Our expense ratio decreased by 3.2 percentage points in the third quarter of
2021 as compared to the same period in 2020. The decrease was largely due to
underwriting revenue, which consists of net earned premiums and other
underwriting income, increasing by $2.8 million, or 12.3% to $25.7 million for
the three months ended September 30, 2021, compared to $22.9 million during the
same period in 2020.

Policy acquisition costs are costs we incur to issue policies, which include
commissions, premium taxes, underwriting reports and underwriter compensation
costs. The Company offsets direct commissions with ceded commissions from
reinsurers. For the three months ended September 30, 2021 and 2020, the
percentage of policy acquisition costs to net earned premiums and other
underwriting income decreased by 0.9 percentage points to 29.2% compared to
30.1%, respectively.
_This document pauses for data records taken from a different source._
//! Periodic dispatch simulation.
//!
//! Each tick moves at most one order from pending to assigned and at most one
//! from assigned to delivered, each with its own probability. Failures are
//! never reported: a step that cannot be applied is skipped for that tick.

use crate::random::RandomSource;
use crate::state::OrderStateMachine;
use dispatch_config::DispatchConfig;
use dispatch_storage::EntityStore;
use dispatch_types::{Order, OrderStatus};
use tracing::debug;

/// Orders changed by one tick.
#[derive(Debug, Clone, Default, PartialEq)]
pub struct TickOutcome {
	pub assigned: Option<Order>,
	pub delivered: Option<Order>,
}

impl TickOutcome {
	pub fn is_empty(&self) -> bool {
		self.assigned.is_none() && self.delivered.is_none()
	}
}

/// Probabilistic transition engine.
#[derive(Debug, Clone, Copy, PartialEq)]
pub struct DispatchSimulator {
	assign_probability: f64,
	deliver_probability: f64,
}

impl DispatchSimulator {
	pub fn new(assign_probability: f64, deliver_probability: f64) -> Self {
		Self {
			assign_probability,
			deliver_probability,
		}
	}

	pub fn from_config(config: &DispatchConfig) -> Self {
		Self::new(config.assign_probability, config.deliver_probability)
	}

	/// Runs one tick against the store.
	///
	/// 1. If any order is pending, with `assign_probability` the first one in
	///    store order is given to a driver picked uniformly from all drivers.
	/// 2. If any order is assigned (after step 1), with `deliver_probability`
	///    the first one in store order is delivered.
	///
	/// A draw is only taken when its step has a candidate order.
	pub fn tick(&self, store: &mut EntityStore, rng: &mut dyn RandomSource) -> TickOutcome {
		TickOutcome {
			assigned: self.assign_step(store, rng),
			delivered: self.deliver_step(store, rng),
		}
	}

	fn assign_step(&self, store: &mut EntityStore, rng: &mut dyn RandomSource) -> Option<Order> {
		let order_id = store.first_with_status(OrderStatus::Pending)?;
		if rng.next_unit() >= self.assign_probability {
			return None;
		}

		let driver_count = store.driver_count();
		if driver_count == 0 {
			debug!(order_id = %order_id, "No drivers available, skipping assignment");
			return None;
		}
		let Some(driver_id) = store
			.drivers()
			.get(rng.pick(driver_count))
			.map(|d| d.id.clone())
		else {
			debug!("Random source picked a driver out of range, skipping assignment");
			return None;
		};

		match OrderStateMachine::assign_driver(store, &order_id, &driver_id) {
			Ok(order) => Some(order),
			Err(e) => {
				debug!(order_id = %order_id, error = %e, "Simulated assignment skipped");
				None
			},
		}
	}

	fn deliver_step(&self, store: &mut EntityStore, rng: &mut dyn RandomSource) -> Option<Order> {
		let order_id = store.first_with_status(OrderStatus::Assigned)?;
		if rng.next_unit() >= self.deliver_probability {
			return None;
		}

		match OrderStateMachine::mark_delivered(store, &order_id) {
			Ok(order) => Some(order),
			Err(e) => {
				debug!(order_id = %order_id, error = %e, "Simulated delivery skipped");
				None
			},
		}
	}
}

#[cfg(test)]
mod tests {
	use super::*;
	use crate::random::{seeded, ScriptedRandom};
	use chrono::Utc;
	use dispatch_config::SeedConfig;
	use dispatch_types::Driver;

	fn reference_store() -> EntityStore {
		EntityStore::from_seed(&SeedConfig::reference()).unwrap()
	}

	fn single_order_store() -> EntityStore {
		let order = Order {
			id: "c1".into(),
			client: "Client A".into(),
			destination: "Marais".into(),
			amount: 25,
			status: OrderStatus::Pending,
			driver_id: None,
			created_at: Utc::now(),
		};
		let driver = Driver {
			id: "d1".into(),
			name: "Alice Dupont".into(),
			region: "Paris".into(),
			rating: 4.8,
			deliveries_count: 156,
			revenue_total: 3420,
		};
		EntityStore::new(vec![order], vec![driver]).unwrap()
	}

	fn assert_invariant(store: &EntityStore) {
		assert!(store.orders().all(Order::is_consistent));
	}

	#[test]
	fn test_certain_assignment_then_stable() {
		let mut store = single_order_store();
		let simulator = DispatchSimulator::new(1.0, 0.0);
		let mut rng = seeded(Some(1));

		let outcome = simulator.tick(&mut store, &mut rng);
		let assigned = outcome.assigned.unwrap();
		assert_eq!(assigned.status, OrderStatus::Assigned);
		assert_eq!(assigned.driver_id.as_deref(), Some("d1"));
		assert!(outcome.delivered.is_none());

		let after_first = store.list_orders();
		for _ in 0..20 {
			assert!(simulator.tick(&mut store, &mut rng).is_empty());
			assert_eq!(store.list_orders(), after_first);
			assert_invariant(&store);
		}
	}

	#[test]
	fn test_picks_first_pending_and_first_assigned() {
		let mut store = reference_store();
		let simulator = DispatchSimulator::new(1.0, 1.0);
		let mut rng = ScriptedRandom::constant(0.0, 3);

		let outcome = simulator.tick(&mut store, &mut rng);

		let assigned = outcome.assigned.unwrap();
		assert_eq!(assigned.id, "c1");
		assert_eq!(assigned.driver_id.as_deref(), Some("d4"));
		// c1 now precedes c2 among assigned orders
		assert_eq!(outcome.delivered.map(|o| o.id), Some("c1".to_string()));
		assert_invariant(&store);
	}

	#[test]
	fn test_draw_above_probability_skips() {
		let mut store = reference_store();
		let before = store.list_orders();
		let simulator = DispatchSimulator::new(0.3, 0.2);
		// 0.7 >= 0.3 and 0.5 >= 0.2: nothing happens
		let mut rng = ScriptedRandom::new(vec![0.7, 0.5], vec![0]);

		assert!(simulator.tick(&mut store, &mut rng).is_empty());
		assert_eq!(store.list_orders(), before);
	}

	#[test]
	fn test_independent_draws_per_step() {
		let mut store = reference_store();
		let simulator = DispatchSimulator::new(0.3, 0.2);
		// assignment misses, delivery hits
		let mut rng = ScriptedRandom::new(vec![0.9, 0.1], vec![0]);

		let outcome = simulator.tick(&mut store, &mut rng);
		assert!(outcome.assigned.is_none());
		assert_eq!(outcome.delivered.map(|o| o.id), Some("c2".to_string()));
	}

	#[test]
	fn test_no_drivers_skips_assignment() {
		let order = single_order_store().list_orders();
		let mut store = EntityStore::new(order, vec![]).unwrap();
		let simulator = DispatchSimulator::new(1.0, 1.0);
		let mut rng = ScriptedRandom::constant(0.0, 0);

		assert!(simulator.tick(&mut store, &mut rng).is_empty());
		assert_eq!(
			store.find_order("c1").map(|o| o.status),
			Some(OrderStatus::Pending)
		);
	}

	#[test]
	fn test_empty_store_is_noop() {
		let mut store = EntityStore::default();
		let simulator = DispatchSimulator::new(1.0, 1.0);
		let mut rng = ScriptedRandom::constant(0.0, 0);

		assert!(simulator.tick(&mut store, &mut rng).is_empty());
	}

	#[test]
	fn test_at_most_one_transition_of_each_kind_per_tick() {
		let mut store = reference_store();
		let simulator = DispatchSimulator::new(1.0, 1.0);
		let mut rng = seeded(Some(99));

		let pending_before = store.orders_by_status(OrderStatus::Pending).len();
		let delivered_before = store.orders_by_status(OrderStatus::Delivered).len();
		simulator.tick(&mut store, &mut rng);

		assert_eq!(
			store.orders_by_status(OrderStatus::Pending).len(),
			pending_before - 1
		);
		assert_eq!(
			store.orders_by_status(OrderStatus::Delivered).len(),
			delivered_before + 1
		);
	}

	#[test]
	fn test_same_seed_reproduces_run() {
		let simulator = DispatchSimulator::new(0.3, 0.2);
		let run = |seed| {
			let mut store = reference_store();
			let mut rng = seeded(Some(seed));
			for _ in 0..50 {
				simulator.tick(&mut store, &mut rng);
				assert_invariant(&store);
			}
			store
				.list_orders()
				.into_iter()
				.map(|o| (o.id, o.status, o.driver_id))
				.collect::<Vec<_>>()
		};

		assert_eq!(run(2024), run(2024));
	}

	#[test]
	fn test_long_run_drains_everything() {
		let mut store = reference_store();
		let simulator = DispatchSimulator::new(1.0, 1.0);
		let mut rng = seeded(Some(5));

		for _ in 0..20 {
			simulator.tick(&mut store, &mut rng);
			assert_invariant(&store);
		}
		assert!(store
			.orders()
			.all(|o| o.status == OrderStatus::Delivered));
	}
}
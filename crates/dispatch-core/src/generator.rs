//! Random incoming orders, used by the dashboard's refresh action.

use crate::random::RandomSource;
use dispatch_types::NewOrder;

/// Neighbourhoods new simulated orders are sent to.
const DEFAULT_DESTINATIONS: [&str; 4] = ["Marais", "Belleville", "Bercy", "Auteuil"];

/// Smallest simulated amount.
const MIN_AMOUNT: i64 = 10;

/// Number of distinct simulated amounts (10..=39).
const AMOUNT_SPAN: usize = 30;

/// Produces plausible order requests.
#[derive(Debug, Clone)]
pub struct OrderGenerator {
	destinations: Vec<String>,
}

impl Default for OrderGenerator {
	fn default() -> Self {
		Self::new(DEFAULT_DESTINATIONS.iter().map(|d| d.to_string()).collect())
	}
}

impl OrderGenerator {
	pub fn new(destinations: Vec<String>) -> Self {
		Self { destinations }
	}

	/// Builds a request for the order that would become number `order_count + 1`.
	///
	/// The client is named after a letter derived from `order_count`, cycling
	/// through A..Z.
	pub fn next_request(&self, order_count: usize, rng: &mut dyn RandomSource) -> NewOrder {
		let letter = char::from(b'A' + (order_count % 26) as u8);
		let destination = if self.destinations.is_empty() {
			DEFAULT_DESTINATIONS[0].to_string()
		} else {
			let index = rng.pick(self.destinations.len()).min(self.destinations.len() - 1);
			self.destinations[index].clone()
		};
		let amount = MIN_AMOUNT + rng.pick(AMOUNT_SPAN).min(AMOUNT_SPAN - 1) as i64;

		NewOrder {
			client: format!("Client {}", letter),
			destination,
			amount,
		}
	}
}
Acquisition costs are lower due to a combination of a
change in mix of business with lower average acquisition costs, less expensive
fronting arrangements, and more ceding commissions in select areas that are
mostly ceded under quota share agreements.

Operating expenses consist primarily of employee compensation, information
technology and occupancy costs, such as rent and utilities. Operating expenses
as a percent of net earned premiums and other underwriting income were 13.1% and
15.4% for the three months ended September 30, 2021 and 2020, respectively. The
operating expense ratio was lower due to our expense reduction efforts, where
there has been a real nominal dollar decrease in operating expenses, coupled
with net earned premium growth.

Segment Results


We measure the performance of our consolidated results, in part, based on our
underwriting gain or loss. The following table provides the underwriting gain or
loss for the three months ended September 30, 2021 and 2020 (dollars in
thousands):

                              Segment Gain (Loss)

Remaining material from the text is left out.